Signs and symptoms of spontaneous subcutaneous emphysema vary based on the cause, but it is often associated with swelling of the neck and chest pain, and may also involve sore throat, neck pain, difficulty swallowing, wheezing and difficulty breathing. [5] Chest X-rays may show air in the mediastinum, the middle of the chest cavity. [5] A significant case of subcutaneous emphysema is easy to detect by touching the overlying skin it feels like tissue paper or Rice Krispies. [8] Touching the bubbles causes them to move and sometimes make a crackling noise. [9] The air bubbles, which are painless and feel like small nodules to the touch, may burst when the skin above them is palpated. [9] The tissues surrounding SCE are usually swollen. When large amounts of air leak into the tissues, the face can swell considerably. [8] In cases of subcutaneous emphysema around the neck, there may be a feeling of fullness in the neck, and the sound of the voice may change. [10] If SCE is particularly extreme around the neck and chest, the swelling can interfere with breathing. The air can travel to many parts of the body, including the abdomen and limbs, because there are no separations in the fatty tissue in the skin to prevent the air from moving. [11]

Trauma Edit

Conditions that cause subcutaneous emphysema may result from both blunt and penetrating trauma [5] SCE is often the result of a stabbing or gunshot wound. [12] Subcutaneous emphysema is often found in car accident victims because of the force of the crash.

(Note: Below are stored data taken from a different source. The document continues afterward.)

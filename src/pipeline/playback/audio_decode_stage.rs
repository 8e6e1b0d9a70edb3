//! Audio decode stage for the playback pipeline
//!
//! Pops compressed audio packets, decodes them to PCM and writes the PCM into
//! the byte ring the audio output pulls from.

use anyhow::{Result, anyhow};
use log::{error, info, warn};

use crate::Error;
use crate::buffer::{QueueConsumer, RingWriter};
use crate::media::AudioDecoder;
use crate::pipeline::PipelineStage;
use crate::pipeline::stage::StageContext;
use crate::pipeline::types::Packet;

/// Audio decode stage: audio packet queue → decoder → audio ring
pub struct AudioDecodeStage {
    ctx: StageContext,
    decoder: Box<dyn AudioDecoder>,
    max_consecutive_failures: u32,
    input_rx: Option<QueueConsumer<Packet>>,
    ring_tx: Option<RingWriter>,
}

impl AudioDecodeStage {
    pub fn new(ctx: StageContext, decoder: Box<dyn AudioDecoder>, max_consecutive_failures: u32) -> Self {
        Self {
            ctx,
            decoder,
            max_consecutive_failures,
            input_rx: None,
            ring_tx: None,
        }
    }

    pub fn set_input(&mut self, rx: QueueConsumer<Packet>) {
        self.input_rx = Some(rx);
    }

    pub fn set_output(&mut self, tx: RingWriter) {
        self.ring_tx = Some(tx);
    }

    /// Write PCM in pieces the ring can hold, since ring writes are all-or-nothing.
    fn write_pcm(&self, ring_tx: &RingWriter, pcm: &[u8]) -> crate::Result<()> {
        for chunk in pcm.chunks(ring_tx.capacity()) {
            ring_tx.write(chunk)?;
            self.ctx.health.record_audio_decoded(chunk.len());
        }
        Ok(())
    }
}

impl PipelineStage for AudioDecodeStage {
    fn run(&mut self) -> Result<()> {
        let input_rx = self
            .input_rx
            .take()
            .ok_or_else(|| anyhow!("No audio packet queue"))?;
        let ring_tx = self
            .ring_tx
            .take()
            .ok_or_else(|| anyhow!("No audio ring"))?;

        let mut consecutive_failures: u32 = 0;
        let mut total_packets = 0u64;

        info!("AudioDecodeStage: started");

        let result = loop {
            if self.ctx.stop_requested() {
                info!("AudioDecodeStage: stop requested");
                break Ok(());
            }
            self.ctx.observe_upstream(&self.ctx.flags.demuxing_completed);

            let Some(packet) = input_rx.pop() else {
                let tail = self.decoder.flush();
                info!("AudioDecodeStage: end of input, {} bytes flushed", tail.len());
                let written = self.write_pcm(&ring_tx, &tail);
                self.ctx.flags.audio_decoding_completed.set();
                break written;
            };
            total_packets += 1;

            match self.decoder.decode(packet) {
                Ok(pcm) => {
                    consecutive_failures = 0;
                    if let Err(e) = self.write_pcm(&ring_tx, &pcm) {
                        break Err(e);
                    }
                }
                Err(e) => {
                    consecutive_failures += 1;
                    self.ctx.health.record_decode_failure();
                    warn!("AudioDecodeStage: decode failed: {:#}", e);

                    if consecutive_failures >= self.max_consecutive_failures {
                        error!(
                            "AudioDecodeStage: {} consecutive failures, giving up",
                            consecutive_failures
                        );
                        self.ctx.flags.audio_decoding_completed.set();
                        return Err(e.context(format!(
                            "AudioDecodeStage: {} consecutive decode failures",
                            consecutive_failures
                        )));
                    }
                }
            }
        };

        info!(
            "AudioDecodeStage: finished ({} packets, {} bytes left in ring)",
            total_packets,
            ring_tx.capacity() - ring_tx.available_write()
        );

        match result {
            Ok(()) => Ok(()),
            // The output releasing the ring during a stop is expected
            Err(Error::Disconnected) if self.ctx.stop_requested() => Ok(()),
            Err(Error::Disconnected) => Err(anyhow!("AudioDecodeStage: audio output is gone")),
            Err(e) => Err(e.into()),
        }
    }

    fn name(&self) -> &'static str {
        "AudioDecodeStage"
    }
}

Chest trauma, a major cause of subcutaneous emphysema, can cause air to enter the skin of the chest wall from the neck or lung. [9] When the pleural membranes are punctured, as occurs in penetrating trauma of the chest, air may travel from the lung to the muscles and subcutaneous tissue of the chest wall. [9] When the alveoli of the lung are ruptured, as occurs in pulmonary laceration, air may travel beneath the visceral pleura (the membrane lining the lung), to the hilum of the lung, up to the trachea, to the neck and then to the chest wall. [9] The condition may also occur when a fractured rib punctures a lung [9] in fact, 27% of patients who have rib fractures also have subcutaneous emphysema. [11] Rib fractures may tear the parietal pleura, the membrane lining the inside of chest wall, allowing air to escape into the subcutaneous tissues. [13]

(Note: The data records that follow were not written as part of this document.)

//! Video decode stage for the playback pipeline
//!
//! Pops compressed packets, decodes them and hands the frames to the render
//! stage through the frame link.

use anyhow::{Result, anyhow};
use log::{error, info, warn};

use crate::buffer::{Outlet, QueueConsumer};
use crate::media::VideoDecoder;
use crate::pipeline::PipelineStage;
use crate::pipeline::stage::StageContext;
use crate::pipeline::types::{Packet, VideoFrame};

/// Video decode stage: video packet queue → decoder → frame link
pub struct VideoDecodeStage {
    ctx: StageContext,
    decoder: Box<dyn VideoDecoder>,
    max_consecutive_failures: u32,
    input_rx: Option<QueueConsumer<Packet>>,
    output_tx: Option<Box<dyn Outlet<VideoFrame>>>,
}

impl VideoDecodeStage {
    pub fn new(ctx: StageContext, decoder: Box<dyn VideoDecoder>, max_consecutive_failures: u32) -> Self {
        Self {
            ctx,
            decoder,
            max_consecutive_failures,
            input_rx: None,
            output_tx: None,
        }
    }

    pub fn set_input(&mut self, rx: QueueConsumer<Packet>) {
        self.input_rx = Some(rx);
    }

    pub fn set_output(&mut self, tx: Box<dyn Outlet<VideoFrame>>) {
        self.output_tx = Some(tx);
    }

    /// Send decoded frames downstream. Returns false once the render side is gone.
    fn forward(&self, output_tx: &mut dyn Outlet<VideoFrame>, frames: Vec<VideoFrame>) -> bool {
        for frame in frames {
            self.ctx.health.record_frame_decoded();
            if output_tx.send(frame).is_err() {
                self.ctx.health.record_frame_drop();
                return false;
            }
        }
        true
    }

    /// The frame link was released under us; only an error outside of a stop.
    fn consumer_gone(&self) -> Result<()> {
        if self.ctx.stop_requested() {
            info!("VideoDecodeStage: frame link released by stop");
            Ok(())
        } else {
            Err(anyhow!("VideoDecodeStage: frame consumer is gone"))
        }
    }
}

impl PipelineStage for VideoDecodeStage {
    fn run(&mut self) -> Result<()> {
        let input_rx = self
            .input_rx
            .take()
            .ok_or_else(|| anyhow!("No video packet queue"))?;
        let mut output_tx = self
            .output_tx
            .take()
            .ok_or_else(|| anyhow!("No frame output"))?;

        let mut consecutive_failures: u32 = 0;
        let mut total_packets = 0u64;

        info!("VideoDecodeStage: started");

        loop {
            if self.ctx.stop_requested() {
                info!("VideoDecodeStage: stop requested");
                break;
            }
            self.ctx.observe_upstream(&self.ctx.flags.demuxing_completed);

            let Some(packet) = input_rx.pop() else {
                let frames = self.decoder.flush();
                info!("VideoDecodeStage: end of input, {} frames flushed", frames.len());
                let flushed = self.forward(output_tx.as_mut(), frames);
                self.ctx.flags.video_decoding_completed.set();
                if !flushed {
                    return self.consumer_gone();
                }
                break;
            };
            total_packets += 1;

            match self.decoder.decode(packet) {
                Ok(frames) => {
                    consecutive_failures = 0;
                    if !self.forward(output_tx.as_mut(), frames) {
                        return self.consumer_gone();
                    }
                }
                Err(e) => {
                    consecutive_failures += 1;
                    self.ctx.health.record_decode_failure();
                    warn!("VideoDecodeStage: decode failed: {:#}", e);

                    if consecutive_failures >= self.max_consecutive_failures {
                        error!(
                            "VideoDecodeStage: {} consecutive failures, giving up",
                            consecutive_failures
                        );
                        self.ctx.flags.video_decoding_completed.set();
                        return Err(e.context(format!(
                            "VideoDecodeStage: {} consecutive decode failures",
                            consecutive_failures
                        )));
                    }
                }
            }
        }

        info!("VideoDecodeStage: finished ({} packets)", total_packets);
        Ok(())
    }

    fn name(&self) -> &'static str {
        "VideoDecodeStage"
    }
}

Subcutaneous emphysema is frequently found in pneumothorax (air outside of the lung in the chest cavity) [14] [15] and may also result from air in the mediastinum, pneumopericardium (air in the pericardial cavity around the heart). [16] A tension pneumothorax, in which air builds up in the pleural cavity and exerts pressure on the organs within the chest, makes it more likely that air will enter the subcutaneous tissues through pleura torn by a broken rib. [13] When subcutaneous emphysema results from pneumothorax, air may enter tissues including those of the face, neck, chest, armpits, or abdomen. [1]

Pneumomediastinum can result from a number of events. For example, foreign body aspiration, in which someone inhales an object, can cause pneumomediastinum (and lead to subcutaneous emphysema) by puncturing the airways or by increasing the pressure in the affected lung(s) enough to cause them to burst. [17]

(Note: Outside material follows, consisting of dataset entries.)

//! Pipeline stage trait and thread spawning
//!
//! Every stage runs on its own OS thread. The spawn helper keeps the stage's
//! [`StageStatus`] in step with the thread: Running once the body starts,
//! Completed when it returns, fails, or panics.

use std::fmt;
use std::sync::Arc;
use std::thread::{self, JoinHandle};

use anyhow::Result;
use log::{debug, error};

use super::health::PipelineHealth;
use super::state::{LifecycleFlags, StageState, StageStatus};
use crate::buffer::CompletionFlag;
use crate::utils::sos::SignalOfStop;

/// Trait for pipeline stages that move media data between buffers
pub trait PipelineStage: Send {
    /// Run the stage until its input ends, it fails, or stop is raised
    fn run(&mut self) -> Result<()>;

    /// Get the name of this stage for logging
    fn name(&self) -> &'static str;
}

/// Shared handles every stage works with.
#[derive(Clone)]
pub struct StageContext {
    pub status: Arc<StageStatus>,
    pub health: Arc<PipelineHealth>,
    pub flags: Arc<LifecycleFlags>,
    pub sos: SignalOfStop,
}

impl StageContext {
    /// Enter Draining once the upstream stage has reported completion.
    pub fn observe_upstream(&self, upstream: &CompletionFlag) {
        if upstream.is_set() && self.status.advance(StageState::Draining) {
            debug!("upstream completed, stage draining");
        }
    }

    pub fn stop_requested(&self) -> bool {
        self.sos.cancelled()
    }
}

/// How a stage thread ended.
#[derive(Debug)]
pub enum StageOutcome {
    Completed,
    Failed(anyhow::Error),
    Panicked,
}

impl StageOutcome {
    pub fn is_completed(&self) -> bool {
        matches!(self, StageOutcome::Completed)
    }
}

impl fmt::Display for StageOutcome {
    fn fmt(&self, f: &mut fmt::Formatter<'_>) -> fmt::Result {
        match self {
            StageOutcome::Completed => write!(f, "completed"),
            StageOutcome::Failed(e) => write!(f, "failed: {:#}", e),
            StageOutcome::Panicked => write!(f, "panicked"),
        }
    }
}

pub struct StageHandle {
    name: &'static str,
    handle: JoinHandle<Result<()>>,
}

impl StageHandle {
    pub fn name(&self) -> &'static str {
        self.name
    }

    pub fn is_finished(&self) -> bool {
        self.handle.is_finished()
    }

    pub fn join(self) -> StageOutcome {
        match self.handle.join() {
            Ok(Ok(())) => StageOutcome::Completed,
            Ok(Err(e)) => StageOutcome::Failed(e),
            Err(_) => StageOutcome::Panicked,
        }
    }
}

/// Marks the stage Completed when the thread leaves, unwinding included.
struct CompletionGuard(Arc<StageStatus>);

impl Drop for CompletionGuard {
    fn drop(&mut self) {
        self.0.advance(StageState::Completed);
    }
}

/// Start `stage` on a named thread.
///
/// The stage value, and with it every buffer endpoint it owns, is dropped on
/// that thread when it exits.
pub fn spawn_stage<S>(mut stage: S, status: Arc<StageStatus>) -> std::io::Result<StageHandle>
where
    S: PipelineStage + 'static,
{
    let name = stage.name();
    let handle = thread::Builder::new()
        .name(name.to_string())
        .spawn(move || {
            let _guard = CompletionGuard(status.clone());
            status.advance(StageState::Running);

            let result = stage.run();
            if let Err(e) = &result {
                error!("{} error: {:#}", stage.name(), e);
            }
            drop(stage);
            result
        })?;

    Ok(StageHandle { name, handle })
}

#[cfg(test)]
mod tests {
    use super::*;
    use anyhow::bail;

    struct ScriptedStage {
        fail: bool,
        panic: bool,
    }

    impl PipelineStage for ScriptedStage {
        fn run(&mut self) -> Result<()> {
            if self.panic {
                panic!("stage blew up");
            }
            if self.fail {
                bail!("scripted failure");
            }
            Ok(())
        }

        fn name(&self) -> &'static str {
            "ScriptedStage"
        }
    }

    fn run_to_end(fail: bool, panic: bool) -> (StageOutcome, StageState) {
        let status = Arc::new(StageStatus::new());
        let handle = spawn_stage(ScriptedStage { fail, panic }, status.clone()).unwrap();
        assert_eq!(handle.name(), "ScriptedStage");
        let outcome = handle.join();
        (outcome, status.get())
    }

    #[test]
    fn test_completed_stage() {
        let (outcome, state) = run_to_end(false, false);
        assert!(outcome.is_completed());
        assert_eq!(state, StageState::Completed);
    }

    #[test]
    fn test_failed_stage_still_completes() {
        let (outcome, state) = run_to_end(true, false);
        assert!(matches!(outcome, StageOutcome::Failed(_)));
        assert!(outcome.to_string().contains("scripted failure"));
        assert_eq!(state, StageState::Completed);
    }

    #[test]
    fn test_panicked_stage_still_completes() {
        let (outcome, state) = run_to_end(false, true);
        assert!(matches!(outcome, StageOutcome::Panicked));
        assert_eq!(state, StageState::Completed);
    }

    #[test]
    fn test_observe_upstream() {
        let ctx = StageContext {
            status: Arc::new(StageStatus::new()),
            health: Arc::new(PipelineHealth::new()),
            flags: Arc::new(LifecycleFlags::new()),
            sos: SignalOfStop::new(),
        };
        ctx.status.advance(StageState::Running);

        ctx.observe_upstream(&ctx.flags.demuxing_completed);
        assert_eq!(ctx.status.get(), StageState::Running);

        ctx.flags.demuxing_completed.set();
        ctx.observe_upstream(&ctx.flags.demuxing_completed);
        assert_eq!(ctx.status.get(), StageState::Draining);
        assert!(!ctx.stop_requested());
    }
}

Subcutaneous emphysema of the chest wall is commonly among the first signs to appear that barotrauma, damage caused by excessive pressure, has occurred, [1] [18] and it is an indication that the lung was subjected to significant barotrauma. [19] Thus the phenomenon may occur in diving injuries. [5] [20]

Trauma to parts of the respiratory system other than the lungs, such as rupture of a bronchial tube, may also cause subcutaneous emphysema. [13] Air may travel upward to the neck from a pneumomediastinum that results from a bronchial rupture, or downward from a torn trachea or larynx into the soft tissues of the chest. [13] It may also occur with fractures of the facial bones, neoplasms, during asthma attacks, when the Heimlich maneuver is used, and during childbirth. [5]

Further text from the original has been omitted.